//! Service configuration.
//!
//! Values come from an optional TOML file (`NEXUS_STOCK_CONFIG`, default
//! `nexus-stock.toml`) and are then overridden by `NEXUS_STOCK_*`
//! environment variables. Every section has defaults, so an absent file
//! yields a runnable local setup.

use anyhow::Context;
use serde::Deserialize;
use std::path::{Path, PathBuf};
use std::time::Duration;
use zeroize::Zeroizing;

use crate::sync::RemoteTarget;

pub const CONFIG_PATH_VAR: &str = "NEXUS_STOCK_CONFIG";
const DEFAULT_CONFIG_PATH: &str = "nexus-stock.toml";

#[derive(Debug, Clone, Default, Deserialize)]
#[serde(default)]
pub struct Config {
    pub server: ServerConfig,
    pub storage: StorageConfig,
    pub logging: LoggingConfig,
    pub sync: SyncConfig,
    pub admin: AdminConfig,
}

#[derive(Clone, Deserialize)]
#[serde(default)]
pub struct ServerConfig {
    pub bind: String,
    /// Request body cap in bytes.
    pub body_limit: usize,
    /// Bearer keys accepted from peer instances replaying their sync queue.
    pub api_keys: Vec<Zeroizing<String>>,
}

impl Default for ServerConfig {
    fn default() -> Self {
        Self {
            bind: "127.0.0.1:8080".into(),
            body_limit: 2 * 1024 * 1024,
            api_keys: Vec::new(),
        }
    }
}

impl std::fmt::Debug for ServerConfig {
    fn fmt(&self, f: &mut std::fmt::Formatter<'_>) -> std::fmt::Result {
        f.debug_struct("ServerConfig")
            .field("bind", &self.bind)
            .field("body_limit", &self.body_limit)
            .field(
                "api_keys",
                &self.api_keys.iter().map(|_| "<redacted>").collect::<Vec<_>>(),
            )
            .finish()
    }
}

#[derive(Debug, Clone, Deserialize)]
#[serde(default)]
pub struct StorageConfig {
    pub data_dir: PathBuf,
}

impl Default for StorageConfig {
    fn default() -> Self {
        Self {
            data_dir: PathBuf::from("data"),
        }
    }
}

#[derive(Debug, Clone, Deserialize)]
#[serde(default)]
pub struct LoggingConfig {
    pub log_dir: PathBuf,
    pub retention_days: u64,
}

impl Default for LoggingConfig {
    fn default() -> Self {
        Self {
            log_dir: PathBuf::from("logs"),
            retention_days: 14,
        }
    }
}

#[derive(Clone, Deserialize)]
#[serde(default)]
pub struct SyncConfig {
    pub remote_url: Option<String>,
    pub api_key: Option<Zeroizing<String>>,
    pub interval_secs: u64,
    pub batch_size: usize,
    /// Synced outbox rows older than this are purged at startup.
    pub retention_days: u32,
}

impl Default for SyncConfig {
    fn default() -> Self {
        Self {
            remote_url: None,
            api_key: None,
            interval_secs: 30,
            batch_size: 50,
            retention_days: 30,
        }
    }
}

impl std::fmt::Debug for SyncConfig {
    fn fmt(&self, f: &mut std::fmt::Formatter<'_>) -> std::fmt::Result {
        f.debug_struct("SyncConfig")
            .field("remote_url", &self.remote_url)
            .field("api_key", &self.api_key.as_ref().map(|_| "<redacted>"))
            .field("interval_secs", &self.interval_secs)
            .field("batch_size", &self.batch_size)
            .field("retention_days", &self.retention_days)
            .finish()
    }
}

impl SyncConfig {
    pub fn interval(&self) -> Duration {
        Duration::from_secs(self.interval_secs.max(1))
    }

    /// The remote store, when a URL is configured.
    pub fn remote_target(&self) -> Option<RemoteTarget> {
        let url = self.remote_url.as_deref().map(str::trim).filter(|u| !u.is_empty())?;
        let key = self
            .api_key
            .as_ref()
            .map(|k| k.as_str().to_string())
            .unwrap_or_default();
        Some(RemoteTarget::new(url, key))
    }
}

/// Seed account created on first start when the users table is empty.
#[derive(Clone, Deserialize)]
#[serde(default)]
pub struct AdminConfig {
    pub email: String,
    pub full_name: String,
    pub password: Option<Zeroizing<String>>,
}

impl Default for AdminConfig {
    fn default() -> Self {
        Self {
            email: "admin@nexus-stock.local".into(),
            full_name: "Administrator".into(),
            password: None,
        }
    }
}

impl std::fmt::Debug for AdminConfig {
    fn fmt(&self, f: &mut std::fmt::Formatter<'_>) -> std::fmt::Result {
        f.debug_struct("AdminConfig")
            .field("email", &self.email)
            .field("full_name", &self.full_name)
            .field("password", &self.password.as_ref().map(|_| "<redacted>"))
            .finish()
    }
}

impl Config {
    /// Load from the file named by `NEXUS_STOCK_CONFIG` and the process
    /// environment.
    pub fn load() -> anyhow::Result<Self> {
        let path = std::env::var(CONFIG_PATH_VAR).unwrap_or_else(|_| DEFAULT_CONFIG_PATH.into());
        let explicit = std::env::var_os(CONFIG_PATH_VAR).is_some();
        let mut config = Self::from_file(Path::new(&path), explicit)?;
        config.apply_overrides(|key| std::env::var(key).ok())?;
        Ok(config)
    }

    /// A missing file is only an error when it was asked for explicitly.
    fn from_file(path: &Path, required: bool) -> anyhow::Result<Self> {
        match std::fs::read_to_string(path) {
            Ok(content) => Self::from_toml(&content)
                .with_context(|| format!("invalid config file {}", path.display())),
            Err(e) if e.kind() == std::io::ErrorKind::NotFound && !required => Ok(Self::default()),
            Err(e) => Err(e).with_context(|| format!("cannot read config file {}", path.display())),
        }
    }

    pub fn from_toml(content: &str) -> anyhow::Result<Self> {
        Ok(toml::from_str(content)?)
    }

    fn apply_overrides(&mut self, var: impl Fn(&str) -> Option<String>) -> anyhow::Result<()> {
        let var = |key: &str| var(key).filter(|v| !v.trim().is_empty());

        if let Some(bind) = var("NEXUS_STOCK_BIND") {
            self.server.bind = bind;
        }
        if let Some(keys) = var("NEXUS_STOCK_API_KEYS") {
            self.server.api_keys = keys
                .split(',')
                .map(str::trim)
                .filter(|k| !k.is_empty())
                .map(|k| Zeroizing::new(k.to_string()))
                .collect();
        }
        if let Some(dir) = var("NEXUS_STOCK_DATA_DIR") {
            self.storage.data_dir = PathBuf::from(dir);
        }
        if let Some(dir) = var("NEXUS_STOCK_LOG_DIR") {
            self.logging.log_dir = PathBuf::from(dir);
        }
        if let Some(url) = var("NEXUS_STOCK_REMOTE_URL") {
            self.sync.remote_url = Some(url);
        }
        if let Some(key) = var("NEXUS_STOCK_REMOTE_API_KEY") {
            self.sync.api_key = Some(Zeroizing::new(key));
        }
        if let Some(secs) = var("NEXUS_STOCK_SYNC_INTERVAL_SECS") {
            self.sync.interval_secs = secs
                .trim()
                .parse()
                .with_context(|| format!("NEXUS_STOCK_SYNC_INTERVAL_SECS is not a number: {secs}"))?;
        }
        if let Some(email) = var("NEXUS_STOCK_ADMIN_EMAIL") {
            self.admin.email = email;
        }
        if let Some(password) = var("NEXUS_STOCK_ADMIN_PASSWORD") {
            self.admin.password = Some(Zeroizing::new(password));
        }
        Ok(())
    }
}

--------------------------------

What you give back should be only the lines of the records above, starting at the line with "an absent file" and ending at the line with "pub struct StorageConfig", restated word for word.

//! environment variables. Every section has defaults, so an absent file
//! yields a runnable local setup.

use anyhow::Context;
use serde::Deserialize;
use std::path::{Path, PathBuf};
use std::time::Duration;
use zeroize::Zeroizing;

use crate::sync::RemoteTarget;

pub const CONFIG_PATH_VAR: &str = "NEXUS_STOCK_CONFIG";
const DEFAULT_CONFIG_PATH: &str = "nexus-stock.toml";

#[derive(Debug, Clone, Default, Deserialize)]
#[serde(default)]
pub struct Config {
    pub server: ServerConfig,
    pub storage: StorageConfig,
    pub logging: LoggingConfig,
    pub sync: SyncConfig,
    pub admin: AdminConfig,
}

#[derive(Clone, Deserialize)]
#[serde(default)]
pub struct ServerConfig {
    pub bind: String,
    /// Request body cap in bytes.
    pub body_limit: usize,
    /// Bearer keys accepted from peer instances replaying their sync queue.
    pub api_keys: Vec<Zeroizing<String>>,
}

impl Default for ServerConfig {
    fn default() -> Self {
        Self {
            bind: "127.0.0.1:8080".into(),
            body_limit: 2 * 1024 * 1024,
            api_keys: Vec::new(),
        }
    }
}

impl std::fmt::Debug for ServerConfig {
    fn fmt(&self, f: &mut std::fmt::Formatter<'_>) -> std::fmt::Result {
        f.debug_struct("ServerConfig")
            .field("bind", &self.bind)
            .field("body_limit", &self.body_limit)
            .field(
                "api_keys",
                &self.api_keys.iter().map(|_| "<redacted>").collect::<Vec<_>>(),
            )
            .finish()
    }
}

#[derive(Debug, Clone, Deserialize)]
#[serde(default)]
pub struct StorageConfig {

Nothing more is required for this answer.